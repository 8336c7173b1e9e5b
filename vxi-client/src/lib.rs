//! # VXI-11 Client
//!
//! A small synchronous client for VXI-11 instruments: ask the RPC bind
//! (portmap) service where the core channel lives, connect there, and
//! exchange SCPI messages through CREATE_LINK / DEVICE_WRITE / DEVICE_READ /
//! DESTROY_LINK.
//!
//! ## Basic Usage
//!
//! ```ignore
//! use std::time::Duration;
//! use vxi_client::{get_port_udp, CoreClient};
//!
//! let timeout = Duration::from_secs(2);
//! let port = get_port_udp(("192.168.0.155", 111), timeout)?;
//! let mut client = CoreClient::connect(("192.168.0.155", port), timeout)?;
//! client.create_link("inst0")?;
//! client.write(b"IDN-SGLT-PRI?")?;
//! let (_reason, id) = client.read()?;
//! println!("{}", String::from_utf8_lossy(&id));
//! client.destroy_link()?;
//! ```

use std::io::{Read, Write};
use std::net::{TcpStream, ToSocketAddrs, UdpSocket};
use std::time::Duration;

use vxi_protocol::error::ProtocolError;
use vxi_protocol::framing::{LAST_FRAGMENT, encode_frame};
use vxi_protocol::rpc::{self, CallHeader, GetPort, ReplyHeader};
use vxi_protocol::vxi::{
    CreateLink, CreateLinkReply, DestroyLink, DestroyLinkReply, DeviceRead, DeviceReadReply,
    DeviceWrite, DeviceWriteReply,
};
use vxi_protocol::wire::{WireReader, WireWriter, from_wire};

const REPLY_BUFFER_SIZE: usize = 256;
const CLIENT_ID: u32 = 3333;
const DEFAULT_LOCK_TIMEOUT: u32 = 10_000;
const OPERATION_FLAG_END: u32 = 8;

fn getport_call(xid: u32) -> Vec<u8> {
    let mut writer = WireWriter::new();
    CallHeader {
        xid,
        program: rpc::program::PORTMAP,
        version: 2,
        procedure: rpc::procedure::GET_PORT,
    }
    .emit(&mut writer);
    GetPort {
        program: rpc::program::VXI11_CORE,
        version: 1,
        protocol: rpc::protocol::TCP,
        port: 0,
    }
    .emit(&mut writer);
    writer.into_vec()
}

fn parse_getport_reply(payload: &[u8], xid: u32) -> Result<u16, ProtocolError> {
    let mut reader = WireReader::new(payload);
    let reply = ReplyHeader::parse(&mut reader)?;
    if reply.xid != xid {
        return Err(ProtocolError::BadReply("transaction id mismatch".into()));
    }
    if reply.status != rpc::status::SUCCESS {
        return Err(ProtocolError::Status(reply.status));
    }
    Ok(reader.read_u32()? as u16)
}

/// Ask the bind service over UDP for the instrument's core-channel port.
pub fn get_port_udp(addr: impl ToSocketAddrs, timeout: Duration) -> Result<u16, ProtocolError> {
    let socket = UdpSocket::bind("0.0.0.0:0")?;
    socket.connect(addr)?;
    socket.set_read_timeout(Some(timeout))?;

    let xid = 1;
    socket.send(&getport_call(xid))?;

    let mut buffer = [0u8; REPLY_BUFFER_SIZE];
    let len = socket.recv(&mut buffer)?;
    parse_getport_reply(&buffer[..len], xid)
}

/// Ask the bind service over TCP for the instrument's core-channel port.
pub fn get_port_tcp(addr: impl ToSocketAddrs, timeout: Duration) -> Result<u16, ProtocolError> {
    let mut stream = TcpStream::connect(addr)?;
    stream.set_read_timeout(Some(timeout))?;
    stream.set_write_timeout(Some(timeout))?;

    let xid = 1;
    stream.write_all(&encode_frame(&getport_call(xid)))?;
    let payload = read_frame(&mut stream)?;
    parse_getport_reply(&payload, xid)
}

/// Read one record-marked reply off a TCP stream.
fn read_frame(stream: &mut TcpStream) -> Result<Vec<u8>, ProtocolError> {
    let mut prefix = [0u8; 4];
    stream.read_exact(&mut prefix)?;
    let len = ((from_wire(prefix) & !LAST_FRAGMENT) as usize).min(REPLY_BUFFER_SIZE);
    let mut payload = vec![0u8; len];
    stream.read_exact(&mut payload)?;
    Ok(payload)
}

/// A connection to the instrument's core channel.
pub struct CoreClient {
    stream: TcpStream,
    xid: u32,
    link_id: u32,
}

impl CoreClient {
    pub fn connect(addr: impl ToSocketAddrs, timeout: Duration) -> Result<CoreClient, ProtocolError> {
        let stream = TcpStream::connect(addr)?;
        stream.set_read_timeout(Some(timeout))?;
        stream.set_write_timeout(Some(timeout))?;
        Ok(CoreClient { stream, xid: 0, link_id: 0 })
    }

    fn call_header(&mut self, procedure: u32) -> (u32, WireWriter) {
        self.xid += 1;
        let mut writer = WireWriter::new();
        CallHeader {
            xid: self.xid,
            program: rpc::program::VXI11_CORE,
            version: 1,
            procedure,
        }
        .emit(&mut writer);
        (self.xid, writer)
    }

    /// Send one framed call and return the reply body positioned after the
    /// reply header.
    fn transact(&mut self, xid: u32, request: &[u8]) -> Result<Vec<u8>, ProtocolError> {
        self.stream.write_all(&encode_frame(request))?;
        let payload = read_frame(&mut self.stream)?;
        let mut reader = WireReader::new(&payload);
        let reply = ReplyHeader::parse(&mut reader)?;
        if reply.xid != xid {
            return Err(ProtocolError::BadReply("transaction id mismatch".into()));
        }
        if reply.status != rpc::status::SUCCESS {
            return Err(ProtocolError::Status(reply.status));
        }
        let body_offset = payload.len() - reader.remaining();
        Ok(payload[body_offset..].to_vec())
    }

    /// Open the link the remaining calls operate on.
    pub fn create_link(&mut self, device: &str) -> Result<CreateLinkReply, ProtocolError> {
        let (xid, mut writer) = self.call_header(rpc::procedure::CREATE_LINK);
        CreateLink {
            client_id: CLIENT_ID,
            lock_device: false,
            lock_timeout: DEFAULT_LOCK_TIMEOUT,
            device: device.to_owned(),
        }
        .emit(&mut writer);

        let body = self.transact(xid, writer.as_slice())?;
        let reply = CreateLinkReply::parse(&mut WireReader::new(&body))?;
        if reply.error != 0 {
            return Err(ProtocolError::Device(reply.error));
        }
        self.link_id = reply.link_id;
        Ok(reply)
    }

    /// Send one SCPI line; returns the byte count the instrument accepted.
    pub fn write(&mut self, data: &[u8]) -> Result<u32, ProtocolError> {
        let (xid, mut writer) = self.call_header(rpc::procedure::DEVICE_WRITE);
        DeviceWrite {
            link_id: self.link_id,
            io_timeout: DEFAULT_LOCK_TIMEOUT,
            lock_timeout: DEFAULT_LOCK_TIMEOUT,
            flags: OPERATION_FLAG_END,
            data,
        }
        .emit(&mut writer);

        let body = self.transact(xid, writer.as_slice())?;
        let reply = DeviceWriteReply::parse(&mut WireReader::new(&body))?;
        if reply.error != 0 {
            return Err(ProtocolError::Device(reply.error));
        }
        Ok(reply.size)
    }

    /// Read the instrument's answer; returns the termination reason and the
    /// data bytes.
    pub fn read(&mut self) -> Result<(u32, Vec<u8>), ProtocolError> {
        let (xid, mut writer) = self.call_header(rpc::procedure::DEVICE_READ);
        DeviceRead {
            link_id: self.link_id,
            request_size: u32::MAX,
            io_timeout: DEFAULT_LOCK_TIMEOUT,
            lock_timeout: DEFAULT_LOCK_TIMEOUT,
            flags: 0,
            term_char: 0,
        }
        .emit(&mut writer);

        let body = self.transact(xid, writer.as_slice())?;
        let mut reader = WireReader::new(&body);
        let reply = DeviceReadReply::parse(&mut reader)?;
        if reply.error != 0 {
            return Err(ProtocolError::Device(reply.error));
        }
        Ok((reply.reason, reply.data.to_vec()))
    }

    /// Release the link.
    pub fn destroy_link(&mut self) -> Result<(), ProtocolError> {
        let (xid, mut writer) = self.call_header(rpc::procedure::DESTROY_LINK);
        DestroyLink { link_id: self.link_id }.emit(&mut writer);

        let body = self.transact(xid, writer.as_slice())?;
        let reply = DestroyLinkReply::parse(&mut WireReader::new(&body))?;
        if reply.error != 0 {
            return Err(ProtocolError::Device(reply.error));
        }
        Ok(())
    }
}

----

### TO DO
Scan the material line by line and report each one that contains "Some".

### SOLUTION
    socket.set_read_timeout(Some(timeout))?;
    stream.set_read_timeout(Some(timeout))?;
    stream.set_write_timeout(Some(timeout))?;
        stream.set_read_timeout(Some(timeout))?;
        stream.set_write_timeout(Some(timeout))?;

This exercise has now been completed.